• [Assigned task] Copy out each line of the data below in which the string "missing" appears.

Saved data entries
....

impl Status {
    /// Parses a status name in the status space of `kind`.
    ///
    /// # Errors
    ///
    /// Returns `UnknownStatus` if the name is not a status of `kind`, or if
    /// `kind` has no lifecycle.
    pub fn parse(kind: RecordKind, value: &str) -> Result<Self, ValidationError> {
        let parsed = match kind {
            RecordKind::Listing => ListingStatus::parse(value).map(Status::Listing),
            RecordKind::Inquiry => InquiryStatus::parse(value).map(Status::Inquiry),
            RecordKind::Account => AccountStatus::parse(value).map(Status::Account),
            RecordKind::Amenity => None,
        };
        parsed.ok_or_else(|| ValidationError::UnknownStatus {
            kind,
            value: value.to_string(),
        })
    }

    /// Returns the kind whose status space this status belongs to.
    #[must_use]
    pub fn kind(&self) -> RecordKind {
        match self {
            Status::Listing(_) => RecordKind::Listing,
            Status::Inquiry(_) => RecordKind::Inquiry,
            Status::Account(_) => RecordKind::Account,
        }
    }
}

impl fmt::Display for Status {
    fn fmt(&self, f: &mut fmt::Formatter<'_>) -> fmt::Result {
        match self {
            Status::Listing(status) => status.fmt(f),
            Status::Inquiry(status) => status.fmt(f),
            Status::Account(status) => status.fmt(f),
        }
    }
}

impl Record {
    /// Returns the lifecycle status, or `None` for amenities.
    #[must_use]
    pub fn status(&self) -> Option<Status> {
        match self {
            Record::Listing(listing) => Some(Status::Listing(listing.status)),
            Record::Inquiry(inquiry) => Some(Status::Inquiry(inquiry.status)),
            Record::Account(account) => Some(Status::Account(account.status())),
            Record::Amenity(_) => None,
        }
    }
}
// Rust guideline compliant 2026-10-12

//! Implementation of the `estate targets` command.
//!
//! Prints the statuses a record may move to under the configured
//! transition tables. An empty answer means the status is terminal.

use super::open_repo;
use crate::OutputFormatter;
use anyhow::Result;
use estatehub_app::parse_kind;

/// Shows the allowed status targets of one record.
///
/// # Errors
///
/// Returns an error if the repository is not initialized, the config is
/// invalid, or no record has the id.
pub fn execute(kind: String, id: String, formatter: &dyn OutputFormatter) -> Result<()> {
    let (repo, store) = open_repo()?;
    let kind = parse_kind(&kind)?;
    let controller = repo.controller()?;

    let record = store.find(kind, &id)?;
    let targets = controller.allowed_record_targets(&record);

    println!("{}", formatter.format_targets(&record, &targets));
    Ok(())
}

....

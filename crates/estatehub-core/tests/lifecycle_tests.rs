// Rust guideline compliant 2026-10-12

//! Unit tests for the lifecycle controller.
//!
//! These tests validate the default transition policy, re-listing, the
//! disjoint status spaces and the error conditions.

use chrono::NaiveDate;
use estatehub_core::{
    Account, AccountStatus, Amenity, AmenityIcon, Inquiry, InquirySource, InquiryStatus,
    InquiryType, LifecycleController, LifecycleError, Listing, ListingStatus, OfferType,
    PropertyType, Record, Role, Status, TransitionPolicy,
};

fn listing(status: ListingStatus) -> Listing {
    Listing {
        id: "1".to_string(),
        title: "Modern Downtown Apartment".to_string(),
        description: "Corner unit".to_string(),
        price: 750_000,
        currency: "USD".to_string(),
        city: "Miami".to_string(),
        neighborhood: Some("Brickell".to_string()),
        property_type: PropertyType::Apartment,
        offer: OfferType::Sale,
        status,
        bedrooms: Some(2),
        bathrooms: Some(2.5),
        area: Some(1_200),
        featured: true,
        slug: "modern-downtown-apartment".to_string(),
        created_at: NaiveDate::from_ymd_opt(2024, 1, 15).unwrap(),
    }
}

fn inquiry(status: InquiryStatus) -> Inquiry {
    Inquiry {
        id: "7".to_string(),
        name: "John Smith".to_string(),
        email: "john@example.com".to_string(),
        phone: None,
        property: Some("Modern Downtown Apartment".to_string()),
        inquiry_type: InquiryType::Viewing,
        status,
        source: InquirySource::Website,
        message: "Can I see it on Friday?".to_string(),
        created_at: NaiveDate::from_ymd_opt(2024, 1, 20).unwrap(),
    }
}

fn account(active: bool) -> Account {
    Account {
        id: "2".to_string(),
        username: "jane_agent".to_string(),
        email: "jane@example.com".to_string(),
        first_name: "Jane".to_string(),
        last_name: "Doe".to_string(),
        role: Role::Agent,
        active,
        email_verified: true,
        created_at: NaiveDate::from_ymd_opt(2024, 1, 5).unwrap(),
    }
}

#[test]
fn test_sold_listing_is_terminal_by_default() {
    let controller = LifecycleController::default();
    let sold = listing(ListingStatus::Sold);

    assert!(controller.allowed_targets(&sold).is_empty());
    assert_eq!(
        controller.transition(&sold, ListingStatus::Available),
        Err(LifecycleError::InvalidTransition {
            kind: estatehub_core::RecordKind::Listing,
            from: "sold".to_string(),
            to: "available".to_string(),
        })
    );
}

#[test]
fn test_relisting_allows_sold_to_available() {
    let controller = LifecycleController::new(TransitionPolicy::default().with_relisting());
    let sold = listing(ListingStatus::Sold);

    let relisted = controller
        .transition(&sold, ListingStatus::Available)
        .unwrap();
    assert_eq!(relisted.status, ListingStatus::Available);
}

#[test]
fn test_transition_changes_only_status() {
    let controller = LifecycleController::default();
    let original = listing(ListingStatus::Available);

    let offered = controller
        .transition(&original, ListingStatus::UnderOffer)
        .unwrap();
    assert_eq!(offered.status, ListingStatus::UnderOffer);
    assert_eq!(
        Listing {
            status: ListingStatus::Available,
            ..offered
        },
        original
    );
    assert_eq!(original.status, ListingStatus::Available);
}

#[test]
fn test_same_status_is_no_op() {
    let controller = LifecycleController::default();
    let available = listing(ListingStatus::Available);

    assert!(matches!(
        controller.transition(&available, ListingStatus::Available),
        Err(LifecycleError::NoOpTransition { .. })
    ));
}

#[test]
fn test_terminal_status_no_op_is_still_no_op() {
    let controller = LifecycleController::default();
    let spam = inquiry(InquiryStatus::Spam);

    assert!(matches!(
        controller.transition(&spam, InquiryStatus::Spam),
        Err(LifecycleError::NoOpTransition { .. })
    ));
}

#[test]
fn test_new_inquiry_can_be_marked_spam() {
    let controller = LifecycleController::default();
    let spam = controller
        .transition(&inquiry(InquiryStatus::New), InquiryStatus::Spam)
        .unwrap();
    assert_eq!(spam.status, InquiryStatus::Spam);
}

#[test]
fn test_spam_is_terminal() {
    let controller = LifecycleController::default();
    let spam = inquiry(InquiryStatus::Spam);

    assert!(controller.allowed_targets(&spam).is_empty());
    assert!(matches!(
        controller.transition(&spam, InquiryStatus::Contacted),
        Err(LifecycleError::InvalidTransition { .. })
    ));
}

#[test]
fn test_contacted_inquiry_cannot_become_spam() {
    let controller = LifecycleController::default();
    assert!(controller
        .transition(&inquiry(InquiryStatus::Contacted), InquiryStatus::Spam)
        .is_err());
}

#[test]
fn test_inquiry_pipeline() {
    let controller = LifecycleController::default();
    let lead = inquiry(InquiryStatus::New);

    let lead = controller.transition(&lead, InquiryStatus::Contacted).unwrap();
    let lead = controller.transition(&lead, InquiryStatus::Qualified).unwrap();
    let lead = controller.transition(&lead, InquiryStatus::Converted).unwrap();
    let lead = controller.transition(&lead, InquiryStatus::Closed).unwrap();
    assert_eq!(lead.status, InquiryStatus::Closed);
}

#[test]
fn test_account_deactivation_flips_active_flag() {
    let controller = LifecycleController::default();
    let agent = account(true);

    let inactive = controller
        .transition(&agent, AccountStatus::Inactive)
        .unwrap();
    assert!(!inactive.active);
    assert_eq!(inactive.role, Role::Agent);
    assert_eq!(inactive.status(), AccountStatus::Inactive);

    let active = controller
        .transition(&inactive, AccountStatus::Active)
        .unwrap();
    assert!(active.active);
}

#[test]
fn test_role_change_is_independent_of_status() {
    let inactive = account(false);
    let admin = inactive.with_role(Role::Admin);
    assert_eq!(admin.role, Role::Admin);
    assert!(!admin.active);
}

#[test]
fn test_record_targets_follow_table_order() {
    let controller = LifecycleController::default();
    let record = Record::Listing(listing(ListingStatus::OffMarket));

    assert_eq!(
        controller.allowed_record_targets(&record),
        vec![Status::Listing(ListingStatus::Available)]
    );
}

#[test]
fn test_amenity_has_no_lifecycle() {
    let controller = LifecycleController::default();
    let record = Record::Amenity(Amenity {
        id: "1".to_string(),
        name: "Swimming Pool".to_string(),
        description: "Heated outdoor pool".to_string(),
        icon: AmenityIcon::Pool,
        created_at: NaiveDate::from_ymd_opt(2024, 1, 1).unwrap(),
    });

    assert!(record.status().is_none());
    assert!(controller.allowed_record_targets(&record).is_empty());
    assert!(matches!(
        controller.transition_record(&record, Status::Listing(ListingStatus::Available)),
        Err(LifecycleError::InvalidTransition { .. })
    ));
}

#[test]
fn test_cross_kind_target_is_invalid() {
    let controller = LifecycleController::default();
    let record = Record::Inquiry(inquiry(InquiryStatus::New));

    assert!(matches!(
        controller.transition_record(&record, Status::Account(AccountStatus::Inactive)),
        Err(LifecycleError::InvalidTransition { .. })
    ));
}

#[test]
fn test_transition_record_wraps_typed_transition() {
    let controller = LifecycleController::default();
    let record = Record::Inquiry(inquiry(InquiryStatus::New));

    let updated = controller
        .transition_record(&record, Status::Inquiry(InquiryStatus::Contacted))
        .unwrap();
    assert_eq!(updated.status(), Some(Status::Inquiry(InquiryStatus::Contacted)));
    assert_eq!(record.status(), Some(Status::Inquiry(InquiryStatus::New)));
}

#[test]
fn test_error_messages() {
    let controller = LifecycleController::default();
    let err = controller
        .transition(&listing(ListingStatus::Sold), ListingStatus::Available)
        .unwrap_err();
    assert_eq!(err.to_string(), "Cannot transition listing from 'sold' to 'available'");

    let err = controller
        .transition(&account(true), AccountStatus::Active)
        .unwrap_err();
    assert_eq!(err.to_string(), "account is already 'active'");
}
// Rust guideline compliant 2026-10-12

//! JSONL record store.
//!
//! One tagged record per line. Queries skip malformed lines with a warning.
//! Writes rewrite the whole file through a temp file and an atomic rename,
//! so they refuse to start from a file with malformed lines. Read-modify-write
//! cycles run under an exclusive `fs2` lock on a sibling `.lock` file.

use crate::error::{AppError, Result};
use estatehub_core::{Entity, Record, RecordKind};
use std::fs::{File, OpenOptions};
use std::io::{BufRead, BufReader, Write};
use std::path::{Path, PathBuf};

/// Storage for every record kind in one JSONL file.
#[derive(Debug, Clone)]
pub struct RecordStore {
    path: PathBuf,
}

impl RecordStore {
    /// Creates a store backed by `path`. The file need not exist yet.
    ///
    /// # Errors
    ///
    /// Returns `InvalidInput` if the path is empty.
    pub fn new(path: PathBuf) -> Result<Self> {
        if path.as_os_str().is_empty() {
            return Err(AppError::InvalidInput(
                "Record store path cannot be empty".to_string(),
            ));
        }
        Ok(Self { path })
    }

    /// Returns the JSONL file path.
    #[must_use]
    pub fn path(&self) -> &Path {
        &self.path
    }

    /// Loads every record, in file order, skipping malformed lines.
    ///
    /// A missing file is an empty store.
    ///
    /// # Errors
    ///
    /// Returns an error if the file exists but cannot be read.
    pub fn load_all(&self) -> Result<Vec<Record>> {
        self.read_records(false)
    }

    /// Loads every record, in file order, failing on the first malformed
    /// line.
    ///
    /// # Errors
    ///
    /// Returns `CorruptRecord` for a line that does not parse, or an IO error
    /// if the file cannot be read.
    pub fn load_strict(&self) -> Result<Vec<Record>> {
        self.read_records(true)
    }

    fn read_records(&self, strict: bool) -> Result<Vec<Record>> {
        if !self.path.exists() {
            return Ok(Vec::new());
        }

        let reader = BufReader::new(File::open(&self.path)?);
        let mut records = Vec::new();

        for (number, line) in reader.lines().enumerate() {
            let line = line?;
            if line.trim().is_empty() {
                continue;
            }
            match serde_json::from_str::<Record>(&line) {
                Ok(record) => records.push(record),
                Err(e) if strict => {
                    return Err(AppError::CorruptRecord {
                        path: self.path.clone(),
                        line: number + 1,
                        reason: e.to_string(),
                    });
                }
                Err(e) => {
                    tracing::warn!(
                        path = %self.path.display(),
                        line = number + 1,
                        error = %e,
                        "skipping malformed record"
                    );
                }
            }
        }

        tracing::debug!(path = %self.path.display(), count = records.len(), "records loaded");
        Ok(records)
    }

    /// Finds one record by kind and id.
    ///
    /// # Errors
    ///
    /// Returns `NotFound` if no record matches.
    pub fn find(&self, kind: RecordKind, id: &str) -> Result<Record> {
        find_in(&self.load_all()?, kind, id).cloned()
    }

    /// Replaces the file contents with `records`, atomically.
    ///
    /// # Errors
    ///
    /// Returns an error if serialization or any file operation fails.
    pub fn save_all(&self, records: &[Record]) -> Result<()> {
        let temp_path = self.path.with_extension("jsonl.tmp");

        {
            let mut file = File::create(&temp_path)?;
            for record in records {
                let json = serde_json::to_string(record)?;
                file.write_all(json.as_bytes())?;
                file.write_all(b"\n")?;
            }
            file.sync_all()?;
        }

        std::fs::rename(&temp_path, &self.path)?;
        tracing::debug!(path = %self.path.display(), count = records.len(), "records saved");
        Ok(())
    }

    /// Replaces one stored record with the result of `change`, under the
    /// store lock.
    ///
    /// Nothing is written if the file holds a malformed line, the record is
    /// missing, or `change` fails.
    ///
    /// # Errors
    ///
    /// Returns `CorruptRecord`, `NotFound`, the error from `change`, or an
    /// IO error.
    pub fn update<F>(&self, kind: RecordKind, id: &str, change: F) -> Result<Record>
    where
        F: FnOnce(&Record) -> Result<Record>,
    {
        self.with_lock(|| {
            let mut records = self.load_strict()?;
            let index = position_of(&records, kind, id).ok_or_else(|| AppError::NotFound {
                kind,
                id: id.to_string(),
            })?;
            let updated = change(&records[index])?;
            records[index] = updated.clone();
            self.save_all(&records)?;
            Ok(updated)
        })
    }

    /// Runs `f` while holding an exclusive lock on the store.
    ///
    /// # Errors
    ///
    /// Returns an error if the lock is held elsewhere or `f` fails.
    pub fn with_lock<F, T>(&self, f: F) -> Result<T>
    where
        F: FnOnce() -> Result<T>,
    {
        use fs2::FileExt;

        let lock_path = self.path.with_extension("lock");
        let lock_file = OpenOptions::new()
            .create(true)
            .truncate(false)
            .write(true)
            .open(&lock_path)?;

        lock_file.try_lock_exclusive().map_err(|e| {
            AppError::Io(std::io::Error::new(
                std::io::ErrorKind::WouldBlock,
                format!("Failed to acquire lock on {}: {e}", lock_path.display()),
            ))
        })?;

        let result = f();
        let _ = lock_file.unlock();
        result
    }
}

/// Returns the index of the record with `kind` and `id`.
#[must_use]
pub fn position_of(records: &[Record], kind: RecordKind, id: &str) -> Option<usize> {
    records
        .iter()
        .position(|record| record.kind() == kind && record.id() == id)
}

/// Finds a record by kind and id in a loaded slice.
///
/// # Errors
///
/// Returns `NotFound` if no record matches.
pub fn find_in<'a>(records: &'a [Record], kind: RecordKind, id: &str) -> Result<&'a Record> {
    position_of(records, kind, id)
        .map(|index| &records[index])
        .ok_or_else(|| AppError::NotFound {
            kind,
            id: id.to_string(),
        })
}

....

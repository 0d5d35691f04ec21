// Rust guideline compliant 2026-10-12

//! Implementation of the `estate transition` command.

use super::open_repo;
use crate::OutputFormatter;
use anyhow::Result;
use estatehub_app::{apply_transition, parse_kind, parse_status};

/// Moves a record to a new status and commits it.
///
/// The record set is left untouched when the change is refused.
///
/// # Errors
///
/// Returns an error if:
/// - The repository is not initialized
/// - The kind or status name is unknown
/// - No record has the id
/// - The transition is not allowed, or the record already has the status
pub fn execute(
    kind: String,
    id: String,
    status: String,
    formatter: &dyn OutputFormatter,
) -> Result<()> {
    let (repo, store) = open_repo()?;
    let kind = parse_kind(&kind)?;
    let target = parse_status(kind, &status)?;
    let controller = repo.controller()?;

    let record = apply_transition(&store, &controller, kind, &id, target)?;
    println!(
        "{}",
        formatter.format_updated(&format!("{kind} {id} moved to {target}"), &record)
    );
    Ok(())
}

....

• [Worked solution]
    /// A missing file is an empty store.
    /// missing, or `change` fails.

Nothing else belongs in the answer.